MATERIAL FOR THIS TASK Start Marker
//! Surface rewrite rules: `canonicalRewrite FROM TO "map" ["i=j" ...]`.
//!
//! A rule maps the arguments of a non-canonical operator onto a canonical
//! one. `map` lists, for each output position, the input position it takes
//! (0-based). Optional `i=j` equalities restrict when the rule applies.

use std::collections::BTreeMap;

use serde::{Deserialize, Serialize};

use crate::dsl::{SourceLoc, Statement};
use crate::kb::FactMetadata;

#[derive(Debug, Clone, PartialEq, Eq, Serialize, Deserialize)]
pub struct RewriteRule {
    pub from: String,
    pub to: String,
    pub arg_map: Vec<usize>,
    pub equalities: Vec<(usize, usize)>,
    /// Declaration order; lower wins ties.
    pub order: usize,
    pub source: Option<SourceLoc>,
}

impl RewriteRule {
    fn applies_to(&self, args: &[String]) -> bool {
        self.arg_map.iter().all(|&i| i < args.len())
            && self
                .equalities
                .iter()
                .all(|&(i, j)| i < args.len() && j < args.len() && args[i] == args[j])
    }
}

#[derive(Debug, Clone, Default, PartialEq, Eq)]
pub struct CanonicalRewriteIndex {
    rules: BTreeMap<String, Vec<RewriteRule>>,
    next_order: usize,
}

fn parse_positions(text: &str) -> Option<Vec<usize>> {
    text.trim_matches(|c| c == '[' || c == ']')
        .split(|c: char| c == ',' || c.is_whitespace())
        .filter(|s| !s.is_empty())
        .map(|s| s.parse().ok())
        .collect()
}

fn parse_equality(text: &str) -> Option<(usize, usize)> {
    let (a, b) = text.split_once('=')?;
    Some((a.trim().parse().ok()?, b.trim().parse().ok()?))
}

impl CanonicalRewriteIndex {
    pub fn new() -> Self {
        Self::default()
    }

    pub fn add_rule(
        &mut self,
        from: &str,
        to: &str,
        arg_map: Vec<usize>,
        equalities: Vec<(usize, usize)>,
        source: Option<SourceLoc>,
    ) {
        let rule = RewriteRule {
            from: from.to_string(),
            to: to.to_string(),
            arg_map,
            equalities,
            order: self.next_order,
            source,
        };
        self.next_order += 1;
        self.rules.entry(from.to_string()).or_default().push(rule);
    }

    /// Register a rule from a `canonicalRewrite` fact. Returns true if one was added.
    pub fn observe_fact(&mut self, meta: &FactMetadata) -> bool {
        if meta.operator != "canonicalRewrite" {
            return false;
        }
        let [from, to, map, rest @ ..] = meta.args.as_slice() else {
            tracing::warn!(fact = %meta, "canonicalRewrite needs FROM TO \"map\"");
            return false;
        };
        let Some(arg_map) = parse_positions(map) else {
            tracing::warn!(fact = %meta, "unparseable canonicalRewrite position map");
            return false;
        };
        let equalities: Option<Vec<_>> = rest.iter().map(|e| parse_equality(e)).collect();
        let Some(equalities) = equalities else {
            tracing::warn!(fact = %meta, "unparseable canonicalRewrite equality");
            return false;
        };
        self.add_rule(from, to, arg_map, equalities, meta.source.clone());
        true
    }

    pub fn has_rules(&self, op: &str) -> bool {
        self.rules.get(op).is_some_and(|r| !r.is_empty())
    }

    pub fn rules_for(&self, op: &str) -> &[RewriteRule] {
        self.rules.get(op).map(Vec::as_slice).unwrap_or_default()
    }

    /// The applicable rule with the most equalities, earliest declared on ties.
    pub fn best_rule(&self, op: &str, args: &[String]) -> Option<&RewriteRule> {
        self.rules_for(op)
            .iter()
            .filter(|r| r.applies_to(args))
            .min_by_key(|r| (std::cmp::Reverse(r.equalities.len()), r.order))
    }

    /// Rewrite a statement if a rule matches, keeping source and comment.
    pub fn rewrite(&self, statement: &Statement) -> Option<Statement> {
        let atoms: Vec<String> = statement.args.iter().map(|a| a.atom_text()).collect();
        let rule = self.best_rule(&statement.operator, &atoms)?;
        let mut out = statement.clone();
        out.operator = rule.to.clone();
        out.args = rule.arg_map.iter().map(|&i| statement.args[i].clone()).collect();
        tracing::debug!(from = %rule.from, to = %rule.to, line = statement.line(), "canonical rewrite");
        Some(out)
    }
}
MATERIAL FOR THIS TASK End Marker
▸ **YOUR ASSIGNMENT**:
Each line of the data above should appear again in your answer, exactly as given.

▸ **RESULT OF THIS TASK**:
//! Surface rewrite rules: `canonicalRewrite FROM TO "map" ["i=j" ...]`.
//!
//! A rule maps the arguments of a non-canonical operator onto a canonical
//! one. `map` lists, for each output position, the input position it takes
//! (0-based). Optional `i=j` equalities restrict when the rule applies.

use std::collections::BTreeMap;

use serde::{Deserialize, Serialize};

use crate::dsl::{SourceLoc, Statement};
use crate::kb::FactMetadata;

#[derive(Debug, Clone, PartialEq, Eq, Serialize, Deserialize)]
pub struct RewriteRule {
    pub from: String,
    pub to: String,
    pub arg_map: Vec<usize>,
    pub equalities: Vec<(usize, usize)>,
    /// Declaration order; lower wins ties.
    pub order: usize,
    pub source: Option<SourceLoc>,
}

impl RewriteRule {
    fn applies_to(&self, args: &[String]) -> bool {
        self.arg_map.iter().all(|&i| i < args.len())
            && self
                .equalities
                .iter()
                .all(|&(i, j)| i < args.len() && j < args.len() && args[i] == args[j])
    }
}

#[derive(Debug, Clone, Default, PartialEq, Eq)]
pub struct CanonicalRewriteIndex {
    rules: BTreeMap<String, Vec<RewriteRule>>,
    next_order: usize,
}

fn parse_positions(text: &str) -> Option<Vec<usize>> {
    text.trim_matches(|c| c == '[' || c == ']')
        .split(|c: char| c == ',' || c.is_whitespace())
        .filter(|s| !s.is_empty())
        .map(|s| s.parse().ok())
        .collect()
}

fn parse_equality(text: &str) -> Option<(usize, usize)> {
    let (a, b) = text.split_once('=')?;
    Some((a.trim().parse().ok()?, b.trim().parse().ok()?))
}

impl CanonicalRewriteIndex {
    pub fn new() -> Self {
        Self::default()
    }

    pub fn add_rule(
        &mut self,
        from: &str,
        to: &str,
        arg_map: Vec<usize>,
        equalities: Vec<(usize, usize)>,
        source: Option<SourceLoc>,
    ) {
        let rule = RewriteRule {
            from: from.to_string(),
            to: to.to_string(),
            arg_map,
            equalities,
            order: self.next_order,
            source,
        };
        self.next_order += 1;
        self.rules.entry(from.to_string()).or_default().push(rule);
    }

    /// Register a rule from a `canonicalRewrite` fact. Returns true if one was added.
    pub fn observe_fact(&mut self, meta: &FactMetadata) -> bool {
        if meta.operator != "canonicalRewrite" {
            return false;
        }
        let [from, to, map, rest @ ..] = meta.args.as_slice() else {
            tracing::warn!(fact = %meta, "canonicalRewrite needs FROM TO \"map\"");
            return false;
        };
        let Some(arg_map) = parse_positions(map) else {
            tracing::warn!(fact = %meta, "unparseable canonicalRewrite position map");
            return false;
        };
        let equalities: Option<Vec<_>> = rest.iter().map(|e| parse_equality(e)).collect();
        let Some(equalities) = equalities else {
            tracing::warn!(fact = %meta, "unparseable canonicalRewrite equality");
            return false;
        };
        self.add_rule(from, to, arg_map, equalities, meta.source.clone());
        true
    }

    pub fn has_rules(&self, op: &str) -> bool {
        self.rules.get(op).is_some_and(|r| !r.is_empty())
    }

    pub fn rules_for(&self, op: &str) -> &[RewriteRule] {
        self.rules.get(op).map(Vec::as_slice).unwrap_or_default()
    }

    /// The applicable rule with the most equalities, earliest declared on ties.
    pub fn best_rule(&self, op: &str, args: &[String]) -> Option<&RewriteRule> {
        self.rules_for(op)
            .iter()
            .filter(|r| r.applies_to(args))
            .min_by_key(|r| (std::cmp::Reverse(r.equalities.len()), r.order))
    }

    /// Rewrite a statement if a rule matches, keeping source and comment.
    pub fn rewrite(&self, statement: &Statement) -> Option<Statement> {
        let atoms: Vec<String> = statement.args.iter().map(|a| a.atom_text()).collect();
        let rule = self.best_rule(&statement.operator, &atoms)?;
        let mut out = statement.clone();
        out.operator = rule.to.clone();
        out.args = rule.arg_map.iter().map(|&i| statement.args[i].clone()).collect();
        tracing::debug!(from = %rule.from, to = %rule.to, line = statement.line(), "canonical rewrite");
        Some(out)
    }
}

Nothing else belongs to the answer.